■ **Exercise**
Lines to restate from the data below: from the one containing "filename crates/tap-server/src/main.rs" to the one containing "the receive-path harness.", both included. Give them again exactly, and only them.

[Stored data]
────────
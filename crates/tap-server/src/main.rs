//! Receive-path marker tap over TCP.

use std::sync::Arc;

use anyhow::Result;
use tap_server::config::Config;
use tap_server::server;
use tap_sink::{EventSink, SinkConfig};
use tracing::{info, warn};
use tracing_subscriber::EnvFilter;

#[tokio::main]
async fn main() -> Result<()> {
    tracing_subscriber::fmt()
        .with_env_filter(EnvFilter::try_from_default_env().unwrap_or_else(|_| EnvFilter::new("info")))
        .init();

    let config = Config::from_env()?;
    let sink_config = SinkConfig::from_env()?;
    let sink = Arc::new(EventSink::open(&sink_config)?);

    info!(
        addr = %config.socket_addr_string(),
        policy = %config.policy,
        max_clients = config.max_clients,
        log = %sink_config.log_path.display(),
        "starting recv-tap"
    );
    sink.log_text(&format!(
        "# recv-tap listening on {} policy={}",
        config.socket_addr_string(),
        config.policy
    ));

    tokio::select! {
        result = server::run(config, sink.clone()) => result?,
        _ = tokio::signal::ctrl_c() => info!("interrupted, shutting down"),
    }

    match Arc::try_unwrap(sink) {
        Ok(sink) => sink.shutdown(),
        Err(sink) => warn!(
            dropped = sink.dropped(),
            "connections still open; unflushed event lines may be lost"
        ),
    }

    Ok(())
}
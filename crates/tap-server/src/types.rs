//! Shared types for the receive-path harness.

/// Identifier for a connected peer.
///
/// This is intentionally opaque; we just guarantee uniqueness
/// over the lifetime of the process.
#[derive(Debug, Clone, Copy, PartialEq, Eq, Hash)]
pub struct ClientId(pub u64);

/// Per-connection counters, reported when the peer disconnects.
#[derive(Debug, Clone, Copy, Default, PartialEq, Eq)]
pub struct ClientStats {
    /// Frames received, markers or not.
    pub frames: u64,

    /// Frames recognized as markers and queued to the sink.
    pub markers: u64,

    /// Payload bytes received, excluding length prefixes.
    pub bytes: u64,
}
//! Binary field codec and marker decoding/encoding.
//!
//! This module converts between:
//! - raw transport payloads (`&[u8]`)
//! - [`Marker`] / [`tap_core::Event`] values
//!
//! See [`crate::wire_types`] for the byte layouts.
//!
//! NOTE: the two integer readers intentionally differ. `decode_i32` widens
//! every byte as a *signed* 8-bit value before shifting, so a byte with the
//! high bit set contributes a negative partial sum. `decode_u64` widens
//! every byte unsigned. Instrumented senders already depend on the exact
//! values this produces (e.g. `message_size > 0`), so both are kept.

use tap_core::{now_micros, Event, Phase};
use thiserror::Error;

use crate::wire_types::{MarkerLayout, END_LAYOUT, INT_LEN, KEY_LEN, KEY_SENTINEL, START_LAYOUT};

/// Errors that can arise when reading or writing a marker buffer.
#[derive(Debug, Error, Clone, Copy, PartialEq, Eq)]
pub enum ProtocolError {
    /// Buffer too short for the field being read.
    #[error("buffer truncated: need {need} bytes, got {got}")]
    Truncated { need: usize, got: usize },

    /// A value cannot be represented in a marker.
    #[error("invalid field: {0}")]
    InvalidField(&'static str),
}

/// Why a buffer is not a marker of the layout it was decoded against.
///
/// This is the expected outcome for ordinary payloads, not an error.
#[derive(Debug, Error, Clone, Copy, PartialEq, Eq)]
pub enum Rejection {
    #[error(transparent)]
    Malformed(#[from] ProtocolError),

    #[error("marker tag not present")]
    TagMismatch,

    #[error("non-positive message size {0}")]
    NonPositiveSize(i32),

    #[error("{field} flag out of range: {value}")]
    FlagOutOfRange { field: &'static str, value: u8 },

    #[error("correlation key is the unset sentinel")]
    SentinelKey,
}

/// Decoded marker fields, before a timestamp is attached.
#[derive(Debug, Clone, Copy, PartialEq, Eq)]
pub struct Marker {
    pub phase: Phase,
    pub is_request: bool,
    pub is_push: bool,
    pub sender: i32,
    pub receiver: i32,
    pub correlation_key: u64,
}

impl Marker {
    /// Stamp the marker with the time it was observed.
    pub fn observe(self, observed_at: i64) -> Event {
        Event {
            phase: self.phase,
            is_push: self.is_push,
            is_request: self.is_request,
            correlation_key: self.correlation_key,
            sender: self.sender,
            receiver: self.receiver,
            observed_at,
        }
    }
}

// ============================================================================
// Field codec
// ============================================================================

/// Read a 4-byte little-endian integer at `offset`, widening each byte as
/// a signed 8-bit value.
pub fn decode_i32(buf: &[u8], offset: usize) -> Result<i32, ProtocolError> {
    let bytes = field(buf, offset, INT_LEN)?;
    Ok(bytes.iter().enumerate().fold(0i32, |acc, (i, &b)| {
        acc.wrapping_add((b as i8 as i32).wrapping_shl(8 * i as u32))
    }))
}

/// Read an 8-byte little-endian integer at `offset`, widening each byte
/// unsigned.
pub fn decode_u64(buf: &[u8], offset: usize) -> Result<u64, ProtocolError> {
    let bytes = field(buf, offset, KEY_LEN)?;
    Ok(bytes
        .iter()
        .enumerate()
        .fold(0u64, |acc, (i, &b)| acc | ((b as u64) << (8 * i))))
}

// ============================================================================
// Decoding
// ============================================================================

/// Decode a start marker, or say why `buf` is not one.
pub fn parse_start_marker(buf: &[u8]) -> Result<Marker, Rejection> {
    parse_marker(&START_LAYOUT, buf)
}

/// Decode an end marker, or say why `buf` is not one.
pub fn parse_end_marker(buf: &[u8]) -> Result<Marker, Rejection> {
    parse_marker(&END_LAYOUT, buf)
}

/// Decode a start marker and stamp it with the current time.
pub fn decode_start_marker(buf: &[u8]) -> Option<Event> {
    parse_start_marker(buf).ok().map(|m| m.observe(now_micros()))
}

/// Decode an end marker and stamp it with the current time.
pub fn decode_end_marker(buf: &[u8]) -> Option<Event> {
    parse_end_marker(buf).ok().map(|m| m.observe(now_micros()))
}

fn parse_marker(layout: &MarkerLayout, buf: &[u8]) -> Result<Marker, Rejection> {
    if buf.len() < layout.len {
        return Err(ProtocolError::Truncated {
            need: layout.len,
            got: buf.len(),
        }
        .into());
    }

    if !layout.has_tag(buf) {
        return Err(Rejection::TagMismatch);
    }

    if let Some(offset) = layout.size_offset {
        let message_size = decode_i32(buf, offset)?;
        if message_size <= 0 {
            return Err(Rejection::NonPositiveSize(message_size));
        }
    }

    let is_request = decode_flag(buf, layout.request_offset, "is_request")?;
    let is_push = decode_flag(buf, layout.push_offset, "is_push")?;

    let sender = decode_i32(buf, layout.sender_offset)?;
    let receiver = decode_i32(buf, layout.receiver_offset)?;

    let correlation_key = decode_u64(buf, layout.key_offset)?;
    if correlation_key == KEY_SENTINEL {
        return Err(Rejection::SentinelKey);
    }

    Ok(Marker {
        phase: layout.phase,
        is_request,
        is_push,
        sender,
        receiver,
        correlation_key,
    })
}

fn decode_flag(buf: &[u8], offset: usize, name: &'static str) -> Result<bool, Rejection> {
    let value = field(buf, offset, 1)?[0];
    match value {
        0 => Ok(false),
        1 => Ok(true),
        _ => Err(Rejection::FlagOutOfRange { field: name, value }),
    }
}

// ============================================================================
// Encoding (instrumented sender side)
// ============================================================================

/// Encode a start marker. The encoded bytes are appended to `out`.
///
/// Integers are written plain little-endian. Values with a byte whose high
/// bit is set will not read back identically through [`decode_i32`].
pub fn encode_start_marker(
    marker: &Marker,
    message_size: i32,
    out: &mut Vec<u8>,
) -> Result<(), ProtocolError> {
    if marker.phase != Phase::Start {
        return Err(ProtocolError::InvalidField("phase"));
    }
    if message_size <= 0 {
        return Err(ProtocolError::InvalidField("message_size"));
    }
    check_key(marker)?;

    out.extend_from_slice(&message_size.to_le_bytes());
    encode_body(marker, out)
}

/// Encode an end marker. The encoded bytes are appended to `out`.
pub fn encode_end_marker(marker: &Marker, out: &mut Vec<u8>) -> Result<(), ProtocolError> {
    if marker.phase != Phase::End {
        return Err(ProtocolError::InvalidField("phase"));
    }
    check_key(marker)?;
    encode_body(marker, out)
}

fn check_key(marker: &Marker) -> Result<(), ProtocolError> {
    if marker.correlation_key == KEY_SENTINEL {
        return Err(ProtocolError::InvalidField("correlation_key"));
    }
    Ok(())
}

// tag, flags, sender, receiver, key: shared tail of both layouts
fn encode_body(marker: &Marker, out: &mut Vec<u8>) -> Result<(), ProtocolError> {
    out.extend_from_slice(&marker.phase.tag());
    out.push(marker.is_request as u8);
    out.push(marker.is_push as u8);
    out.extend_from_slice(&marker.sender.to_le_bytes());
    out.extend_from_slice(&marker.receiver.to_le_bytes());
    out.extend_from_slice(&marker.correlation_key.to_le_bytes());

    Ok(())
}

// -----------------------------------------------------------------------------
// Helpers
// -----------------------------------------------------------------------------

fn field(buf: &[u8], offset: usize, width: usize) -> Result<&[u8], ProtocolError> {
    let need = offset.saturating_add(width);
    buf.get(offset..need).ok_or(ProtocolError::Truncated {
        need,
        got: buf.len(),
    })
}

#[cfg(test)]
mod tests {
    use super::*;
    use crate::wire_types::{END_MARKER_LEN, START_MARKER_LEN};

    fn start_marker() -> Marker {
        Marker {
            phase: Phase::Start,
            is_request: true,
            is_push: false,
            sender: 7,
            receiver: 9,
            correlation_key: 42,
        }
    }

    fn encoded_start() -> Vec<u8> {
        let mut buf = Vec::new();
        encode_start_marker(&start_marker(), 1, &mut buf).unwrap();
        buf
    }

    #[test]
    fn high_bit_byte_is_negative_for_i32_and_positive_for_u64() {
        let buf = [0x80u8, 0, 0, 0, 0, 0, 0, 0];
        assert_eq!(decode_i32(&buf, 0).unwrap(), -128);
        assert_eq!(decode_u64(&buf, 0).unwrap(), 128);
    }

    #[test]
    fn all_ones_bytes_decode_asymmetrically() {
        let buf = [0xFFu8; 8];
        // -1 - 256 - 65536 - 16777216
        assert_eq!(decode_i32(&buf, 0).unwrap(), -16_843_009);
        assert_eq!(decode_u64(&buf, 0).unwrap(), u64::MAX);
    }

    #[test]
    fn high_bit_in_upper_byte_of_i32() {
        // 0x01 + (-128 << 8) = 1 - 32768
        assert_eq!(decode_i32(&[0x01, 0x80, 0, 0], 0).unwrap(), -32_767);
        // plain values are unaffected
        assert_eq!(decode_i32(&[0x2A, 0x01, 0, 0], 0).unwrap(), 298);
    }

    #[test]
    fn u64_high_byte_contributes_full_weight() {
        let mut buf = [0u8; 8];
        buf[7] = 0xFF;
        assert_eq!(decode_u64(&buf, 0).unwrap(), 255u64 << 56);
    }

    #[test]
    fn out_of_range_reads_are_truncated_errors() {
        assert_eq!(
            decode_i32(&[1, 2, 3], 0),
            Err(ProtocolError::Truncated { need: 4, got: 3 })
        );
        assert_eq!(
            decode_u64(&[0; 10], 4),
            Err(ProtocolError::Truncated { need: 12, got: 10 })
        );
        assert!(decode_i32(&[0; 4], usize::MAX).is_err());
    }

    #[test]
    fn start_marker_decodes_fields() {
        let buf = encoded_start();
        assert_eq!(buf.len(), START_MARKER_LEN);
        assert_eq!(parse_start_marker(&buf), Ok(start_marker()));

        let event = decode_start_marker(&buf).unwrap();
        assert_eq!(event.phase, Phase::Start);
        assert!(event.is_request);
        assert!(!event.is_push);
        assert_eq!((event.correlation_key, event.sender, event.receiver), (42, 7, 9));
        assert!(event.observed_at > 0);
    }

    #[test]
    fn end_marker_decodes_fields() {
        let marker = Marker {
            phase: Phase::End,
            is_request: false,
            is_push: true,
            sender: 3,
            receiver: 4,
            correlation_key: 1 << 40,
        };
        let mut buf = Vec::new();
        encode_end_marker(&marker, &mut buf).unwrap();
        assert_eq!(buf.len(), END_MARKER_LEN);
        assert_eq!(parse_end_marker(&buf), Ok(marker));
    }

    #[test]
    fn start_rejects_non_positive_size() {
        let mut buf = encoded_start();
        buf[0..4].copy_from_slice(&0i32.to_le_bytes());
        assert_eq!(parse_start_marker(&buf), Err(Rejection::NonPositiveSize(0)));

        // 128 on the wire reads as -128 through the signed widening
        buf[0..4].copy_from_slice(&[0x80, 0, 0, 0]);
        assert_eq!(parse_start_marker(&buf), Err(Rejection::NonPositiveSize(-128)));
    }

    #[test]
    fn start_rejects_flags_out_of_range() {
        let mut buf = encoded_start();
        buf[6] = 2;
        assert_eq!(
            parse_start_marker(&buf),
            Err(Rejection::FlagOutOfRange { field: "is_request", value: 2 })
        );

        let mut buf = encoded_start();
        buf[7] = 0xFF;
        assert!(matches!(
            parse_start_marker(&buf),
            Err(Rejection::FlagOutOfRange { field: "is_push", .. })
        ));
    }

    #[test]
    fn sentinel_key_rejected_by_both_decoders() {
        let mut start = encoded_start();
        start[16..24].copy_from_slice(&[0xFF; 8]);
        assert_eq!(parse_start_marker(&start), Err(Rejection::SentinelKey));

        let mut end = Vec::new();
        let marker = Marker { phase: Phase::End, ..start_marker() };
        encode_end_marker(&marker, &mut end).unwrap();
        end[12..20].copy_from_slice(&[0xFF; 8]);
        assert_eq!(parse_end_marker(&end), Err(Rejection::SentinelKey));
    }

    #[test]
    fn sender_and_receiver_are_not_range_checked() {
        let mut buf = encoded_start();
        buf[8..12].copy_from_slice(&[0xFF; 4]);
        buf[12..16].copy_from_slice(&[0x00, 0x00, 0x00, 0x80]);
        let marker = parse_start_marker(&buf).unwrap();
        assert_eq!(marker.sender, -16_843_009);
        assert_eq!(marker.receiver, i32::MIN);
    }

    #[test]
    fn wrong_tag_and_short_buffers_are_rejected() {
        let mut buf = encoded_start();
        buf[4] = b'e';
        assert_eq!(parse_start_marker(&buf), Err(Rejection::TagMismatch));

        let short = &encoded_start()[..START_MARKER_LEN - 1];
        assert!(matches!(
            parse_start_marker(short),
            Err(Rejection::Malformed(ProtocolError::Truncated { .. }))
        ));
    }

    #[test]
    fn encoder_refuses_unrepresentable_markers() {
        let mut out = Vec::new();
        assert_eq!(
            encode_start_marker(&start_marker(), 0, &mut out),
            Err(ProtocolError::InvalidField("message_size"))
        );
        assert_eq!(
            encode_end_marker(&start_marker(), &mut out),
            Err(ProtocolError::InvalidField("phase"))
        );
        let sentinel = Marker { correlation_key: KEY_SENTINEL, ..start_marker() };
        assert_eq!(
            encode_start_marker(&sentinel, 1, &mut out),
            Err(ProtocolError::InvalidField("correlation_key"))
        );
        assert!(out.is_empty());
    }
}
────────
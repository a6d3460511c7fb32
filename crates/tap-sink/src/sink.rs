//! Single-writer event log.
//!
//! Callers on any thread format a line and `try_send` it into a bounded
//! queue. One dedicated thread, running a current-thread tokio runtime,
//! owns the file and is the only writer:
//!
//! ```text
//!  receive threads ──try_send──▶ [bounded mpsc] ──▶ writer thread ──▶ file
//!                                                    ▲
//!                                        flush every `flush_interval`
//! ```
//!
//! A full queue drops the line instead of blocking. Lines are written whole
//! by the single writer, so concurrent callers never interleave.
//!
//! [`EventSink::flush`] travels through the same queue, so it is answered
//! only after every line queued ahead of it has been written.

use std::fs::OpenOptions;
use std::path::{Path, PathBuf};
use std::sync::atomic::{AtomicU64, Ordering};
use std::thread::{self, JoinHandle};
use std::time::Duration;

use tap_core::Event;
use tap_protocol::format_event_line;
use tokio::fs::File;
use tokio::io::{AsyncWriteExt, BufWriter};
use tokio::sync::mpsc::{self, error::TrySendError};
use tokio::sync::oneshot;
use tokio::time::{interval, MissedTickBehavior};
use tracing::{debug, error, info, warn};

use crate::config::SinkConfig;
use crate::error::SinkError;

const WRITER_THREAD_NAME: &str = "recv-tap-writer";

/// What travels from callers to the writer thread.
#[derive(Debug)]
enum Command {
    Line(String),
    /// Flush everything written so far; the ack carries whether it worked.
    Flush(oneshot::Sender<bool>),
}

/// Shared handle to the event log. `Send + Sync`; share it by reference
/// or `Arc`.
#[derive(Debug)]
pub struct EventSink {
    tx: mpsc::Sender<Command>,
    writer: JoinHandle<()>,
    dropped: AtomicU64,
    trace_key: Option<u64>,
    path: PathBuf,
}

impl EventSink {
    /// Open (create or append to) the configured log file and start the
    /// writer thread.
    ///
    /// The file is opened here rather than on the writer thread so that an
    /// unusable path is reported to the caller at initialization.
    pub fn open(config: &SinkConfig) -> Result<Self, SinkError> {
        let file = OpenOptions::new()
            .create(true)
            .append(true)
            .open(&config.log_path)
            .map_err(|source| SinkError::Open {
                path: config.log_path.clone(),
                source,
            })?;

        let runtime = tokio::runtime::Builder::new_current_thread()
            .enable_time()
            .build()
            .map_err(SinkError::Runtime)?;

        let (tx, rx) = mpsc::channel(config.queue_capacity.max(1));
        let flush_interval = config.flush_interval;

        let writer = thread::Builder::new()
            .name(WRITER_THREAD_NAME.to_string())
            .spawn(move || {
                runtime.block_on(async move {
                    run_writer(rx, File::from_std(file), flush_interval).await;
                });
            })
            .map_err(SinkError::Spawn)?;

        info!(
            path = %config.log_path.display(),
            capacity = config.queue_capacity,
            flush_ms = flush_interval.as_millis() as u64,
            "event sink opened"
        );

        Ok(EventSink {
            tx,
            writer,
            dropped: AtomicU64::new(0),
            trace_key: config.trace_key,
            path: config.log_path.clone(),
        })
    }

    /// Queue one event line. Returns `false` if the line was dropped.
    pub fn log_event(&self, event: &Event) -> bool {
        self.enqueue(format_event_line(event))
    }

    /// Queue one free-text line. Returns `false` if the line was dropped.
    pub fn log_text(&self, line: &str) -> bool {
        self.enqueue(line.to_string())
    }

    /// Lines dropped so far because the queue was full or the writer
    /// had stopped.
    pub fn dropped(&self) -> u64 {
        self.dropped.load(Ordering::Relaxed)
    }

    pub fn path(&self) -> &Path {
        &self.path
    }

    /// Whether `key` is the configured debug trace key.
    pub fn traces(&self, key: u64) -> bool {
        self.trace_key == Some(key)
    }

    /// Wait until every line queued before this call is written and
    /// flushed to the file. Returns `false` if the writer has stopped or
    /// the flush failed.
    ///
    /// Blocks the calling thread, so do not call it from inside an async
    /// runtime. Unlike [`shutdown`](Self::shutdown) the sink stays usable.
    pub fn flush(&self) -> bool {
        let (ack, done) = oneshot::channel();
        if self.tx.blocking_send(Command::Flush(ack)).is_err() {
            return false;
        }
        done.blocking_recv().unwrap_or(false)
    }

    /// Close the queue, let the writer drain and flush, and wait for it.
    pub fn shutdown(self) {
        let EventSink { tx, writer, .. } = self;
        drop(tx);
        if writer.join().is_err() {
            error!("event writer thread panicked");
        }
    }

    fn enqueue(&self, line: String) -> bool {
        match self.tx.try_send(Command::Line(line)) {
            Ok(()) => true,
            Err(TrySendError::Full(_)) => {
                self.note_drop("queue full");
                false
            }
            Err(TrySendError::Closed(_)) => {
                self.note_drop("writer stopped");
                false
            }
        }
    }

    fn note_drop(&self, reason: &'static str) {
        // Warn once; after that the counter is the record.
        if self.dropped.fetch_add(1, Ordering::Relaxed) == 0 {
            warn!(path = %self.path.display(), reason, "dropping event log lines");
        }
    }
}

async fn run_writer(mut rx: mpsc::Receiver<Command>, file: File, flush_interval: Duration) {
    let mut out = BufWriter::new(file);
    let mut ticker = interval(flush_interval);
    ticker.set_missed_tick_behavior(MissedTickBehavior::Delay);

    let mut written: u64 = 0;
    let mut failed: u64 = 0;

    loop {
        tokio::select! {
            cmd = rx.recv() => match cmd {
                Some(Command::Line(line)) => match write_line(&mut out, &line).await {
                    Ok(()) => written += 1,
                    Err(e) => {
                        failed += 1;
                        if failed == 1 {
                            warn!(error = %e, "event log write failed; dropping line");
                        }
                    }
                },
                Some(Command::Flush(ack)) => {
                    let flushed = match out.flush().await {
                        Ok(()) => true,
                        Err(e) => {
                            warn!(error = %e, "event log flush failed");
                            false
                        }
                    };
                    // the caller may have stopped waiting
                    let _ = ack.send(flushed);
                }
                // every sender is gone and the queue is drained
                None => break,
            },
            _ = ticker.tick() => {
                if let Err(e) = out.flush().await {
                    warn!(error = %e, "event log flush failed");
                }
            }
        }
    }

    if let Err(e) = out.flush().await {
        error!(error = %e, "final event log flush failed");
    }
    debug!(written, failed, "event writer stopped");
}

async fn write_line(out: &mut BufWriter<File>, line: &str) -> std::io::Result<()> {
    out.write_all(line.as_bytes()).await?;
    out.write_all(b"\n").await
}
────────
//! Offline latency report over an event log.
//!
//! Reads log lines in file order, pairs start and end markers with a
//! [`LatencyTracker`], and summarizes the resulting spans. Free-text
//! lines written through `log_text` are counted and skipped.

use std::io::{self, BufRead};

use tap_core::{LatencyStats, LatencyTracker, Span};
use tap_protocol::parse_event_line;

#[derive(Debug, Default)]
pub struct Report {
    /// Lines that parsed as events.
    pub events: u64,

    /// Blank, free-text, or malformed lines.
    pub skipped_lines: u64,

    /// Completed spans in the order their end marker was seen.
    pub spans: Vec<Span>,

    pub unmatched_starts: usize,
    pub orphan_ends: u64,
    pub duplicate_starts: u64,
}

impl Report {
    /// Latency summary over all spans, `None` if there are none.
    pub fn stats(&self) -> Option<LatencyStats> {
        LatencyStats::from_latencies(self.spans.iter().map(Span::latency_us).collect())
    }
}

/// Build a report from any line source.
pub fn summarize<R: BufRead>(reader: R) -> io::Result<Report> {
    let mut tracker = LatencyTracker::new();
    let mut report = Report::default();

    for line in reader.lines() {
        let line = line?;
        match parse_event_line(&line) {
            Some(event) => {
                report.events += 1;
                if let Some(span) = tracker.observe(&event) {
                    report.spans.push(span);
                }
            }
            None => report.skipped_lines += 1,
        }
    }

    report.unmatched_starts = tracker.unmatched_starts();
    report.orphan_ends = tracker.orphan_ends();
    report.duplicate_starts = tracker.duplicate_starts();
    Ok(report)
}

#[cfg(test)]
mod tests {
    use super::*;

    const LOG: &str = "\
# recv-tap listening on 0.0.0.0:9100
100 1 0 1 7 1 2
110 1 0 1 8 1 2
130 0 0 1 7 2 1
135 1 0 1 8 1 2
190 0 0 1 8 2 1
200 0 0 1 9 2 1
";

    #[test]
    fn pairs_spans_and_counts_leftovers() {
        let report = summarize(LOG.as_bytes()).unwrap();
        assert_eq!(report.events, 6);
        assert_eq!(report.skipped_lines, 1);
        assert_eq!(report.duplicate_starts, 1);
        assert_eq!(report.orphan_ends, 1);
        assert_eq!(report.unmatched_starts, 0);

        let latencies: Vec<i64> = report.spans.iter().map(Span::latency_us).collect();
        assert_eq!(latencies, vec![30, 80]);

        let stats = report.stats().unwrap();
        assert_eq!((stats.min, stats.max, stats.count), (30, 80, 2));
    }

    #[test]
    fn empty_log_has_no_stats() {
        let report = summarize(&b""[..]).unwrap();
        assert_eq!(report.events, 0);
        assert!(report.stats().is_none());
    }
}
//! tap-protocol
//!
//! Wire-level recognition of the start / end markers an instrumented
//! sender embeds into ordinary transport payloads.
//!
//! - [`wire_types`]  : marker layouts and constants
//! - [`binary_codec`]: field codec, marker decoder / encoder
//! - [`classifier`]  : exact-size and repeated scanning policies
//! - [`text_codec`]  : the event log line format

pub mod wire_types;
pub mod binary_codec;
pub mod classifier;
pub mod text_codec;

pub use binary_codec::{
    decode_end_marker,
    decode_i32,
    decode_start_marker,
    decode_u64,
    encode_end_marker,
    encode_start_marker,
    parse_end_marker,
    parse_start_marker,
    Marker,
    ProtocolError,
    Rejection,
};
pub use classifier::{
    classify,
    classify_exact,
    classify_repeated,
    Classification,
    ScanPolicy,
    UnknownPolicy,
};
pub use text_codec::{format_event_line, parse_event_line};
────────
■ **Output below**
filename crates/tap-server/src/main.rs
//! Receive-path marker tap over TCP.

use std::sync::Arc;

use anyhow::Result;
use tap_server::config::Config;
use tap_server::server;
use tap_sink::{EventSink, SinkConfig};
use tracing::{info, warn};
use tracing_subscriber::EnvFilter;

#[tokio::main]
async fn main() -> Result<()> {
    tracing_subscriber::fmt()
        .with_env_filter(EnvFilter::try_from_default_env().unwrap_or_else(|_| EnvFilter::new("info")))
        .init();

    let config = Config::from_env()?;
    let sink_config = SinkConfig::from_env()?;
    let sink = Arc::new(EventSink::open(&sink_config)?);

    info!(
        addr = %config.socket_addr_string(),
        policy = %config.policy,
        max_clients = config.max_clients,
        log = %sink_config.log_path.display(),
        "starting recv-tap"
    );
    sink.log_text(&format!(
        "# recv-tap listening on {} policy={}",
        config.socket_addr_string(),
        config.policy
    ));

    tokio::select! {
        result = server::run(config, sink.clone()) => result?,
        _ = tokio::signal::ctrl_c() => info!("interrupted, shutting down"),
    }

    match Arc::try_unwrap(sink) {
        Ok(sink) => sink.shutdown(),
        Err(sink) => warn!(
            dropped = sink.dropped(),
            "connections still open; unflushed event lines may be lost"
        ),
    }

    Ok(())
}
filename crates/tap-server/src/types.rs
//! Shared types for the receive-path harness.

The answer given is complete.